This Day in History – January 25/12 Shevat

12 Shvat

In 5701/1941, Nazis provoked the first anti-Jewish riots in Amsterdam, but the Jews successfully fought off their attackers.

In 5703/1943, Jews in the Warsaw ghetto put up their first resistance to the Nazi effort to liquidate them. The Nazis retreated, only to return three months later when the Warsaw uprising started.


Yahrtzeiten

5391/1631, Harav Chaim Kapusi, zt”l, Rav of Egypt, mechaber of Be’or Hachaim.

5395/1635, Harav Tzvi Hersch Shor, zt”l, mechaber of Toras Chaim

5499/1739, Harav Baruch Kapilish of Lublin, zt”l

5702/1942, Harav Zev Dov Zamoshitz, zt”l, mechaber of Minchas Zikaron


5686/1926

Harav Meir Atlas, zt”l, Rav of Shavel, Lithuania

Harav Meir Atlas, one of the founders of the famed Telshe Yeshivah, was born in 5608/1848 in Baisagola, Lithuania.

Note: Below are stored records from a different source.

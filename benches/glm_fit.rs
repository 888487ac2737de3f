use std::hint::black_box;
use criterion::{criterion_group, criterion_main, Criterion};
use glmspec::{
    glm_spectrum, group_glm_spectrum, max_stat_permutation, simulate, DesignConfig, GroupData,
    PermutationConfig, SpectrumConfig, TimeSeries,
};
use ndarray::{Array1, Array2, Array4};

const FS: f64 = 256.0;

fn recording(n_ch: usize, seconds: usize, seed: u64) -> TimeSeries {
    let n = seconds * FS as usize;
    let mut data = Array2::<f64>::zeros((n_ch, n));
    for (c, mut row) in data.rows_mut().into_iter().enumerate() {
        let noise = simulate::ar_noise(&[0.5], n, 1.0, seed + c as u64).unwrap();
        row.assign(&(noise + simulate::sinusoid(10.0, 1.0, 0.5, n, FS)));
    }
    TimeSeries::new(data, FS).unwrap()
}

fn bench_first_level(c: &mut Criterion) {
    let ts = recording(32, 60, 0);
    let trend = ts.times();
    let regs = DesignConfig::new().covariate("Linear", trend);
    let cfg = SpectrumConfig::default();
    c.bench_function("glm_spectrum [32 ch × 60 s @ 256 Hz]", |b| {
        b.iter(|| {
            let m = glm_spectrum(black_box(&ts), &cfg, &regs).unwrap();
            black_box(m.model.dof)
        })
    });
}

fn bench_permutation(c: &mut Criterion) {
    let data = Array4::from_shape_fn((20, 1, 40, 8), |(r, _, f, ch)| {
        ((r * 31 + f * 7 + ch * 3) % 17) as f64 / 17.0 - 0.5
    });
    let group = GroupData::from_array(
        data,
        vec!["Constant".into()],
        Array1::linspace(1.0, 40.0, 40),
        (0..8).map(|c| format!("ch{c}")).collect(),
    )
    .unwrap();
    let group = group_glm_spectrum(group, &DesignConfig::new()).unwrap();
    let cfg = PermutationConfig { nperms: 200, seed: Some(1), ..Default::default() };
    c.bench_function("max_stat_permutation [20 rec, 200 draws]", |b| {
        b.iter(|| {
            let r = max_stat_permutation(black_box(&group), 0, 0, &cfg, None).unwrap();
            black_box(r.threshold)
        })
    });
}

criterion_group!(benches, bench_first_level, bench_permutation);
criterion_main!(benches);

In 5635/1875 Rav Meir, together with Harav Shlomo Zalman Abel, zt”l, and Harav Tzvi Yaakov Oppenheim, zt”l, and with the assistance of a German Jew, Reb Ovadiah Lachman, founded the yeshivah in Telshe, Lithuania. The three were avreichim at the time.

Rav Shlomo Zalman Abel, a Telshe native, wrote Beis Shlomo on Choshen Mishpat; he was niftar at a young age. Rav Tzvi Yaakov Oppenheim later became Rav in Kelm. Rav Meir himself went on to become Rav in Libau, Latvia; Salant, Lithuania; and Kobryn, Belarus. Most famously, in 5664/1904, he was appointed Rav of the community of Shavel, Lithuania.

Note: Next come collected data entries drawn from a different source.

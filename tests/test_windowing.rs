mod common;
use common::{series, FS, N_SAMPLES};
use glmspec::{DesignConfig, GlmError, SegmentSet, SpectrumConfig, Window};
use ndarray::{Array1, Array2};

#[test]
fn default_windows_are_one_second_half_overlap() {
    let ts = series(&[Array1::zeros(N_SAMPLES)], FS);
    let seg = ts.segment(&SpectrumConfig::default()).unwrap();
    assert_eq!(seg.segments.nperseg, 128);
    assert_eq!(seg.segments.step, 64);
    assert_eq!(seg.segments.len(), 19);
    assert_eq!(seg.segments.starts.last(), Some(&1152));
}

#[test]
fn trailing_samples_are_dropped() {
    let segs = SegmentSet::new(1000, 128, 128, FS).unwrap();
    assert_eq!(segs.len(), 7);
    assert!(segs.starts.iter().all(|&s| s + 128 <= 1000));
}

#[test]
fn window_longer_than_recording_rejected() {
    let r = SegmentSet::new(100, 128, 64, FS);
    assert!(matches!(r, Err(GlmError::InvalidConfiguration { param: "nperseg", .. })));
}

#[test]
fn segments_copy_the_right_samples() {
    let data = Array2::from_shape_fn((2, 300), |(c, t)| (c * 1000 + t) as f64);
    let segs = SegmentSet::new(300, 100, 50, 100.0).unwrap();
    let cut = segs.segment(&data).unwrap();
    assert_eq!(cut.dim(), (5, 2, 100));
    assert_eq!(cut[[2, 1, 0]], 1100.0);
    assert_eq!(cut[[4, 0, 99]], 299.0);
}

#[test]
fn centre_times_in_seconds() {
    let segs = SegmentSet::new(1280, 128, 64, FS).unwrap();
    let c = segs.centre_times();
    approx::assert_abs_diff_eq!(c[0], 0.5, epsilon = 1e-12);
    approx::assert_abs_diff_eq!(c[1], 1.0, epsilon = 1e-12);
}

#[test]
fn hann_is_periodic() {
    let w = Window::Hann.coefficients(8);
    assert_eq!(w[0], 0.0);
    approx::assert_abs_diff_eq!(w[4], 1.0, epsilon = 1e-12);
    approx::assert_abs_diff_eq!(w[1], w[7], epsilon = 1e-12);
    assert!(Window::Boxcar.coefficients(4).iter().all(|&v| v == 1.0));
}

#[test]
fn sample_rate_regressor_is_window_mean() {
    let segs = SegmentSet::new(1280, 128, 64, FS).unwrap();
    let t: Vec<f64> = (0..1280).map(|i| i as f64).collect();
    let r = segs.regressor(&t).unwrap();
    approx::assert_abs_diff_eq!(r[0], 63.5, epsilon = 1e-12);
    approx::assert_abs_diff_eq!(r[1] - r[0], 64.0, epsilon = 1e-12);
}

#[test]
fn bad_samples_exclude_overlapping_windows() {
    let mut bad = vec![false; N_SAMPLES];
    bad[200] = true; // inside windows starting at 128 and 192
    let ts = series(&[Array1::from_shape_fn(N_SAMPLES, |t| (t as f64 * 0.3).sin())], FS)
        .with_bad_samples(bad)
        .unwrap();
    let seg = ts.segment(&SpectrumConfig::default()).unwrap();
    let flagged: Vec<usize> = seg
        .bad_segments
        .iter()
        .enumerate()
        .filter(|(_, &b)| b)
        .map(|(i, _)| i)
        .collect();
    assert_eq!(flagged, vec![2, 3]);

    let model = seg.fit(&DesignConfig::new()).unwrap();
    assert_eq!(model.design.n_observations(), 17);
}

#[test]
fn all_segments_bad_is_an_error() {
    let ts = series(&[Array1::zeros(N_SAMPLES)], FS)
        .with_bad_samples(vec![true; N_SAMPLES])
        .unwrap();
    let r = ts.segment(&SpectrumConfig::default()).unwrap().fit(&DesignConfig::new());
    assert!(matches!(r, Err(GlmError::InvalidConfiguration { .. })));
}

One of the foremost Lithuanian Rabbanim of his time, he was an outstanding halachic authority who authored many teshuvos.

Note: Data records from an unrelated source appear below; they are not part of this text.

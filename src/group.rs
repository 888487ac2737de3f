//! Group-level GLM-Spectrum.
//!
//! First-level copes from many recordings are stacked along a new leading
//! "recording" axis, giving group data shaped
//! [recording, fl_contrast, freq, channel].  The same OLS machinery is then
//! applied with a group design whose rows are recordings, giving model
//! arrays shaped [g_contrast, fl_contrast, freq, channel].
use log::info;
use ndarray::{s, Array1, Array2, Array4, ArrayView2, Axis, Ix2};

use crate::design::{Design, DesignConfig};
use crate::error::{GlmError, Result};
use crate::firstlevel::GlmSpectrum;
use crate::glm::{self, FittedGlm};

/// Stacked first-level copes.
#[derive(Debug, Clone, PartialEq)]
pub struct GroupData {
    /// [recording, fl_contrast, freq, channel]
    pub data: Array4<f64>,
    pub fl_contrast_names: Vec<String>,
    pub freqs: Array1<f64>,
    pub ch_names: Vec<String>,
}

impl GroupData {
    /// Stack the copes of first-level models sharing the same axes.
    pub fn from_models(models: &[GlmSpectrum]) -> Result<Self> {
        let first = models
            .first()
            .ok_or_else(|| GlmError::config("models", "need at least one first-level model"))?;
        let (n_con, n_freq, n_ch) = (first.design.n_contrasts(), first.n_freqs(), first.n_channels());

        for (i, m) in models.iter().enumerate().skip(1) {
            if m.contrast_names() != first.contrast_names() {
                return Err(GlmError::shape(
                    "first-level contrasts",
                    format!("{:?}", first.contrast_names()),
                    format!("{:?} (recording {i})", m.contrast_names()),
                ));
            }
            if m.n_freqs() != n_freq || m.freqs.iter().zip(first.freqs.iter()).any(|(a, b)| (a - b).abs() > 1e-9) {
                return Err(GlmError::shape("frequency axis", n_freq, format!("{} (recording {i})", m.n_freqs())));
            }
            if m.n_channels() != n_ch {
                return Err(GlmError::shape("channels", n_ch, format!("{} (recording {i})", m.n_channels())));
            }
        }

        let mut data = Array4::<f64>::zeros((models.len(), n_con, n_freq, n_ch));
        for (i, m) in models.iter().enumerate() {
            let copes = m
                .model
                .copes
                .view()
                .into_dimensionality::<ndarray::Ix3>()
                .map_err(|e| GlmError::Format(e.to_string()))?;
            data.slice_mut(s![i, .., .., ..]).assign(&copes);
        }
        Ok(Self {
            data,
            fl_contrast_names: first.contrast_names().to_vec(),
            freqs: first.freqs.clone(),
            ch_names: first.ch_names.clone(),
        })
    }

    /// Wrap a precomputed [recording, fl_contrast, freq, channel] stack.
    pub fn from_array(
        data: Array4<f64>,
        fl_contrast_names: Vec<String>,
        freqs: Array1<f64>,
        ch_names: Vec<String>,
    ) -> Result<Self> {
        let (_, n_con, n_freq, n_ch) = data.dim();
        if fl_contrast_names.len() != n_con {
            return Err(GlmError::shape("first-level contrast names", n_con, fl_contrast_names.len()));
        }
        if freqs.len() != n_freq {
            return Err(GlmError::shape("frequency axis", n_freq, freqs.len()));
        }
        if ch_names.len() != n_ch {
            return Err(GlmError::shape("channel names", n_ch, ch_names.len()));
        }
        Ok(Self { data, fl_contrast_names, freqs, ch_names })
    }

    pub fn n_recordings(&self) -> usize {
        self.data.len_of(Axis(0))
    }

    pub fn fl_contrast_index(&self, name: &str) -> Result<usize> {
        self.fl_contrast_names
            .iter()
            .position(|n| n == name)
            .ok_or_else(|| GlmError::UnknownName { kind: "first-level contrast", name: name.to_string() })
    }

    /// Standard deviation of each recording across all remaining axes.
    /// Recordings far above the rest are candidate outliers.
    pub fn outlier_scores(&self) -> Array1<f64> {
        self.data
            .outer_iter()
            .map(|rec| rec.std(0.0))
            .collect()
    }

    /// One first-level contrast flattened to [recording, freq · channel].
    pub fn fl_contrast_matrix(&self, fl_contrast: usize) -> Result<Array2<f64>> {
        if fl_contrast >= self.fl_contrast_names.len() {
            return Err(GlmError::config(
                "fl_contrast",
                format!("index {fl_contrast} out of range for {} contrasts", self.fl_contrast_names.len()),
            ));
        }
        let (n_rec, _, n_freq, n_ch) = self.data.dim();
        let slab = self.data.index_axis(Axis(1), fl_contrast).to_owned();
        Ok(slab.into_shape_with_order((n_rec, n_freq * n_ch))?)
    }
}

/// A fitted group model.
#[derive(Debug, Clone, PartialEq)]
pub struct GroupGlmSpectrum {
    pub data: GroupData,
    pub design: Design,
    /// Arrays shaped [g_contrast | regressor, fl_contrast, freq, channel].
    pub model: FittedGlm,
}

/// Fit a group design across stacked first-level results.
pub fn group_glm_spectrum(data: GroupData, design_cfg: &DesignConfig) -> Result<GroupGlmSpectrum> {
    let n_rec = data.n_recordings();
    if let Some(n) = design_cfg.n_observations() {
        if n != n_rec {
            return Err(GlmError::shape("group observations", n_rec, n));
        }
    }
    let design = design_cfg.build(n_rec)?;
    let model = glm::fit(&design, &data.data.clone().into_dyn())?;
    info!(
        "fitted group GLM-Spectrum: {} recordings, {} group contrasts × {} first-level contrasts",
        n_rec,
        design.n_contrasts(),
        data.fl_contrast_names.len()
    );
    Ok(GroupGlmSpectrum { data, design, model })
}

impl GroupGlmSpectrum {
    fn slab<'a>(&self, arr: ndarray::ArrayViewD<'a, f64>, fl_contrast: usize) -> Result<ArrayView2<'a, f64>> {
        if fl_contrast >= self.data.fl_contrast_names.len() {
            return Err(GlmError::config("fl_contrast", format!("index {fl_contrast} out of range")));
        }
        arr.index_axis_move(Axis(0), fl_contrast)
            .into_dimensionality::<Ix2>()
            .map_err(|e| GlmError::Format(e.to_string()))
    }

    fn check_gcontrast(&self, g: usize) -> Result<()> {
        if g >= self.design.n_contrasts() {
            return Err(GlmError::config(
                "g_contrast",
                format!("index {g} out of range for {} contrasts", self.design.n_contrasts()),
            ));
        }
        Ok(())
    }

    /// Group cope map [freq, channel].
    pub fn cope(&self, g_contrast: usize, fl_contrast: usize) -> Result<ArrayView2<'_, f64>> {
        self.check_gcontrast(g_contrast)?;
        self.slab(self.model.cope(g_contrast), fl_contrast)
    }

    /// Group t-statistic map [freq, channel].
    pub fn tstat(&self, g_contrast: usize, fl_contrast: usize) -> Result<ArrayView2<'_, f64>> {
        self.check_gcontrast(g_contrast)?;
        self.slab(self.model.tstat(g_contrast), fl_contrast)
    }

    pub fn n_freqs(&self) -> usize {
        self.data.freqs.len()
    }

    pub fn n_channels(&self) -> usize {
        self.data.ch_names.len()
    }
}

#[cfg(test)]
mod tests {
    use super::*;

    fn stack(n_rec: usize) -> GroupData {
        let data = Array4::from_shape_fn((n_rec, 2, 3, 2), |(r, c, f, ch)| {
            (r as f64 + 1.0) * (c as f64 + 1.0) + f as f64 * 0.1 + ch as f64
        });
        GroupData::from_array(
            data,
            vec!["Constant".into(), "Linear".into()],
            Array1::from(vec![1.0, 2.0, 3.0]),
            vec!["a".into(), "b".into()],
        )
        .unwrap()
    }

    #[test]
    fn group_mean_of_stack() {
        let g = group_glm_spectrum(stack(4), &DesignConfig::new()).unwrap();
        // mean over r of (r+1) = 2.5
        let cope = g.cope(0, 0).unwrap();
        approx::assert_abs_diff_eq!(cope[[0, 0]], 2.5, epsilon = 1e-12);
        approx::assert_abs_diff_eq!(cope[[2, 1]], 2.5 + 0.2 + 1.0, epsilon = 1e-12);
    }

    #[test]
    fn design_rows_must_match_recordings() {
        let cfg = DesignConfig::new().covariate("age", vec![20.0, 30.0, 40.0]);
        let r = group_glm_spectrum(stack(4), &cfg);
        assert!(matches!(r, Err(GlmError::InputShapeMismatch { what: "group observations", .. })));
    }

    #[test]
    fn fl_contrast_matrix_is_row_major() {
        let g = stack(3);
        let m = g.fl_contrast_matrix(1).unwrap();
        assert_eq!(m.dim(), (3, 6));
        approx::assert_abs_diff_eq!(m[[2, 5]], g.data[[2, 1, 2, 1]], epsilon = 1e-12);
    }

    #[test]
    fn outlier_scores_one_per_recording() {
        assert_eq!(stack(5).outlier_scores().len(), 5);
    }
}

Rav Meir was the father-in-law of two of the Gedolei Hador, Harav Elchanan Wasserman, Hy”d, Rosh Yeshivah of Baranovitch Yeshivah, and (in his zivug sheini) Harav Chaim Ozer Grodzinski, zt”l, Rav of Vilna and author of She’eilos U’teshuvos Achiezer.

Another son-in-law was Harav Yudel Kahana-Shapira, the son of Harav Zalman Sender Kahana- Shapira, zt”l.

Towards the end of his life, Harav Shmuel Salant, zt”l, Rav of Yerushalayim, began searching for his own replacement; he corresponded with Gedolim in Europe about this, among them Rav Meir Atlas.

In a letter from Rav Chaim Ozer (before he became the son-in-law of Rav Meir Atlas) to Rav Shmuel Salant, he writes that as Rav Shmuel asked him to help find a successor, he had offered the post of Rav of Yerushalayim to Rav Meir, who seemed willing to accept it.

Rav Meir actually received a ksav Rabbanus from Yerushalayim, but for unknown reasons he never left Europe for the Holy Land.

Rav Meir was niftar in Shavel on 12 Shevat 5686/1926, at the age of 78.

Zecher tzaddik livrachah.


Jan. 25

In 1533, England’s King Henry VIII secretly married his second wife, Anne Boleyn, the mother of Elizabeth I.

In 1915, America’s first official transcontinental telephone call took place as Alexander Graham Bell, who was in New York, spoke to his former assistant, Thomas Watson, who was in San Francisco, over a line set up by American Telephone & Telegraph.

In 1924, the first Winter Olympic Games opened in Chamonix, France.

In 1945, the World War II Battle of the Bulge ended as German forces were pushed back to their original positions.

In 2004, NASA’s Opportunity rover zipped its first pictures of Mars to Earth, showing a surface smooth and dark red in some places, and strewn with fragmented slabs of light bedrock in others.